Illinois Policy Institute/ Austin Berg

House Speaker Mike Madigan has drawn Illinois’ legislative maps for three of the past four decades.

There are 118 seats in the Illinois House of Representatives. But before a single vote is cast on Election Day, nearly half of those seats will have been filled.

That’s because 54 candidates are running unopposed.

House members’ titles as “representatives” can ring hollow with so many voters having no real choice in the general election. And even in a die-hard blue or red district, losing the power to vote for the opposing party breeds apathy.

Of those 54 free passes, 42 are going to Democrats. Some of the blame falls on the Illinois Republican Party for failing to put warm bodies on the ballot in those districts. And they almost certainly pay the price for it, as any Republican House candidate would likely boost turnout for the top of the ticket.



The Illinois Senate is even less competitive than the House this year.
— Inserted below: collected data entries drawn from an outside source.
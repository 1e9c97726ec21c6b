//! TOML-based application configuration.
//!
//! Stores:
//! - The questionnaire (importance and urgency questions)
//! - Scoring policy (weights, thresholds, minimum answers, pre-fill mode)
//! - Storage settings (remote API URL and timeouts)
//!
//! Configuration is stored at `<data dir>/config.toml`.

use serde::{Deserialize, Serialize};
use std::path::{Path, PathBuf};

use super::data_dir;
use crate::error::ConfigError;
use crate::questions::QuestionSet;
use crate::scoring::ScoringPolicy;

/// Task backend settings.
#[derive(Debug, Clone, PartialEq, Serialize, Deserialize)]
pub struct StorageConfig {
    /// Base URL of the task API, e.g. `http://localhost:5000`. Unset means
    /// local storage only.
    #[serde(default)]
    pub api_url: Option<String>,
    #[serde(default = "default_probe_timeout")]
    pub probe_timeout_secs: u64,
    #[serde(default = "default_request_timeout")]
    pub request_timeout_secs: u64,
}

/// Application configuration.
#[derive(Debug, Clone, PartialEq, Serialize, Deserialize)]
pub struct Config {
    #[serde(default)]
    pub questions: QuestionSet,
    #[serde(default)]
    pub scoring: ScoringPolicy,
    #[serde(default)]
    pub storage: StorageConfig,
}

fn default_probe_timeout() -> u64 {
    10
}
fn default_request_timeout() -> u64 {
    15
}

impl Default for StorageConfig {
    fn default() -> Self {
        Self {
            api_url: None,
            probe_timeout_secs: default_probe_timeout(),
            request_timeout_secs: default_request_timeout(),
        }
    }
}

impl Default for Config {
    fn default() -> Self {
        Self {
            questions: QuestionSet::default(),
            scoring: ScoringPolicy::default(),
            storage: StorageConfig::default(),
        }
    }
}

impl StorageConfig {
    /// The API URL, ignoring a blank setting.
    pub fn api_url(&self) -> Option<&str> {
        self.api_url
            .as_deref()
            .map(str::trim)
            .filter(|url| !url.is_empty())
    }
}

impl Config {
    fn get_json_value_by_path<'a>(
        root: &'a serde_json::Value,
        key: &str,
    ) -> Option<&'a serde_json::Value> {
        if key.is_empty() {
            return None;
        }

        let mut current = root;
        for part in key.split('.') {
            current = current.get(part)?;
        }
        Some(current)
    }

    fn set_json_value_by_path(
        root: &mut serde_json::Value,
        key: &str,
        value: &str,
    ) -> Result<(), ConfigError> {
        let unknown = || ConfigError::UnknownKey(key.to_string());
        let invalid = |message: String| ConfigError::InvalidValue {
            key: key.to_string(),
            message,
        };

        let mut parts = key.split('.').peekable();
        let mut current = root;
        while let Some(part) = parts.next() {
            if part.is_empty() {
                return Err(unknown());
            }
            if parts.peek().is_some() {
                current = current.get_mut(part).ok_or_else(unknown)?;
                continue;
            }

            let obj = current.as_object_mut().ok_or_else(unknown)?;
            let existing = obj.get(part).ok_or_else(unknown)?;

            let new_value = match existing {
                serde_json::Value::Bool(_) => serde_json::Value::Bool(
                    value.parse::<bool>().map_err(|e| invalid(e.to_string()))?,
                ),
                serde_json::Value::Number(_) => {
                    if let Ok(n) = value.parse::<u64>() {
                        serde_json::Value::Number(n.into())
                    } else if let Ok(n) = value.parse::<f64>() {
                        serde_json::Number::from_f64(n)
                            .map(serde_json::Value::Number)
                            .ok_or_else(|| invalid(format!("cannot parse '{value}' as number")))?
                    } else {
                        return Err(invalid(format!("cannot parse '{value}' as number")));
                    }
                }
                serde_json::Value::Object(_) | serde_json::Value::Array(_) => {
                    serde_json::from_str(value).map_err(|e| invalid(e.to_string()))?
                }
                _ => serde_json::Value::String(value.into()),
            };

            obj.insert(part.to_string(), new_value);
            return Ok(());
        }

        Err(unknown())
    }

    /// Default location of `config.toml`.
    pub fn path() -> Result<PathBuf, ConfigError> {
        Ok(data_dir()?.join("config.toml"))
    }

    /// Load from the data directory, writing defaults when the file is
    /// missing.
    ///
    /// # Errors
    ///
    /// Returns an error if the config file exists but cannot be parsed or
    /// is invalid, or if the default config cannot be written to disk.
    pub fn load() -> Result<Self, ConfigError> {
        Self::load_from(&Self::path()?)
    }

    /// Same as [`Config::load`] for an explicit path.
    pub fn load_from(path: &Path) -> Result<Self, ConfigError> {
        match std::fs::read_to_string(path) {
            Ok(content) => {
                let cfg: Config = toml::from_str(&content).map_err(|e| ConfigError::LoadFailed {
                    path: path.to_path_buf(),
                    message: e.to_string(),
                })?;
                cfg.validate()?;
                Ok(cfg)
            }
            Err(e) if e.kind() == std::io::ErrorKind::NotFound => {
                tracing::debug!(path = %path.display(), "config missing, writing defaults");
                let cfg = Self::default();
                cfg.save_to(path)?;
                Ok(cfg)
            }
            Err(e) => Err(ConfigError::LoadFailed {
                path: path.to_path_buf(),
                message: e.to_string(),
            }),
        }
    }

    /// Persist to the data directory.
    pub fn save(&self) -> Result<(), ConfigError> {
        self.save_to(&Self::path()?)
    }

    pub fn save_to(&self, path: &Path) -> Result<(), ConfigError> {
        let save_failed = |message: String| ConfigError::SaveFailed {
            path: path.to_path_buf(),
            message,
        };
        let content = toml::to_string_pretty(self).map_err(|e| save_failed(e.to_string()))?;
        std::fs::write(path, content).map_err(|e| save_failed(e.to_string()))
    }

    /// Check every section.
    pub fn validate(&self) -> Result<(), ConfigError> {
        self.questions
            .validate()
            .map_err(|e| ConfigError::InvalidValue {
                key: "questions".into(),
                message: e.to_string(),
            })?;
        self.scoring.validate().map_err(|e| ConfigError::InvalidValue {
            key: "scoring".into(),
            message: e.to_string(),
        })?;
        if self.storage.probe_timeout_secs == 0 || self.storage.request_timeout_secs == 0 {
            return Err(ConfigError::InvalidValue {
                key: "storage".into(),
                message: "timeouts must be at least one second".into(),
            });
        }
        Ok(())
    }

    /// Get a config value as string by dot-separated key.
    pub fn get(&self, key: &str) -> Option<String> {
        let json = serde_json::to_value(self).ok()?;
        let val = Self::get_json_value_by_path(&json, key)?;
        match val {
            serde_json::Value::String(s) => Some(s.clone()),
            other => Some(other.to_string()),
        }
    }

    /// Set a value by dot-separated key. Arrays take JSON, e.g.
    /// `questions.urgency '["a","b","c"]'`.
    ///
    /// The change is applied only when the resulting config validates. The
    /// caller decides when to [`save`](Config::save).
    ///
    /// # Errors
    ///
    /// Returns an error if the key is unknown, the value cannot be parsed,
    /// or the result is invalid.
    pub fn set(&mut self, key: &str, value: &str) -> Result<(), ConfigError> {
        let invalid = |message: String| ConfigError::InvalidValue {
            key: key.to_string(),
            message,
        };
        let mut json = serde_json::to_value(&*self).map_err(|e| invalid(e.to_string()))?;
        Self::set_json_value_by_path(&mut json, key, value)?;
        let updated: Config = serde_json::from_value(json).map_err(|e| invalid(e.to_string()))?;
        updated.validate()?;
        *self = updated;
        Ok(())
    }
}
Among 39 races, voters have one name to choose from in 20 of them. Fourteen of the 20 candidates running unopposed are Democrats.

More than anything else, these numbers on politically “safe” districts drive home the problem with partisan mapmaking.

In Illinois, politicians draw the legislative map every 10 years. Here’s how it works:

Both the House and Senate must approve a map, which the governor may then veto or sign into law. If state lawmakers can’t get a map to the finish line, party leadership appoints an eight-member committee to hash things out. If the committee can’t agree on a map, the secretary of state appoints a tiebreaking ninth partisan by random chance. Whichever party wins the lottery for the ninth seat then draws the map.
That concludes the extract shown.